:: WHAT THE TASK REQUIRES ::
Repeat the material in full. Keep every line exactly as it is.

══ DATASET ══

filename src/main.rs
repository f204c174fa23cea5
use std::error::Error;

use tracing_subscriber::{EnvFilter, Layer, filter, layer::SubscriberExt, util::SubscriberInitExt};

#[tokio::main]
async fn main() -> Result<(), Box<dyn Error>> {
    // Load environment variables from a .env file when one is present.
    let _ = dotenvy::dotenv();

    let env_filter = EnvFilter::try_from_default_env()
        .or_else(|_| EnvFilter::try_new("info"))
        .unwrap();

    // The LLM service brings its own formatting layer (timestamps, span
    // durations); everything else goes through the plain app layer.
    let app_logs = tracing_subscriber::fmt::layer()
        .with_target(false)
        .with_filter(filter::filter_fn(|meta| {
            !meta.target().starts_with(llm_service::telemetry::TARGET_PREFIX)
        }));

    tracing_subscriber::registry()
        .with(env_filter)
        .with(llm_service::telemetry::layer())
        .with(app_logs)
        .init();

    api::start().await?;

    Ok(())
}
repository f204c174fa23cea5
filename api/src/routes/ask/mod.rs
pub mod ask_question_route;
pub mod ask_request;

═══

:: ANSWER TO THE EXERCISE ::
filename src/main.rs
repository f204c174fa23cea5
use std::error::Error;

use tracing_subscriber::{EnvFilter, Layer, filter, layer::SubscriberExt, util::SubscriberInitExt};

#[tokio::main]
async fn main() -> Result<(), Box<dyn Error>> {
    // Load environment variables from a .env file when one is present.
    let _ = dotenvy::dotenv();

    let env_filter = EnvFilter::try_from_default_env()
        .or_else(|_| EnvFilter::try_new("info"))
        .unwrap();

    // The LLM service brings its own formatting layer (timestamps, span
    // durations); everything else goes through the plain app layer.
    let app_logs = tracing_subscriber::fmt::layer()
        .with_target(false)
        .with_filter(filter::filter_fn(|meta| {
            !meta.target().starts_with(llm_service::telemetry::TARGET_PREFIX)
        }));

    tracing_subscriber::registry()
        .with(env_filter)
        .with(llm_service::telemetry::layer())
        .with(app_logs)
        .init();

    api::start().await?;

    Ok(())
}
repository f204c174fa23cea5
filename api/src/routes/ask/mod.rs
pub mod ask_question_route;
pub mod ask_request;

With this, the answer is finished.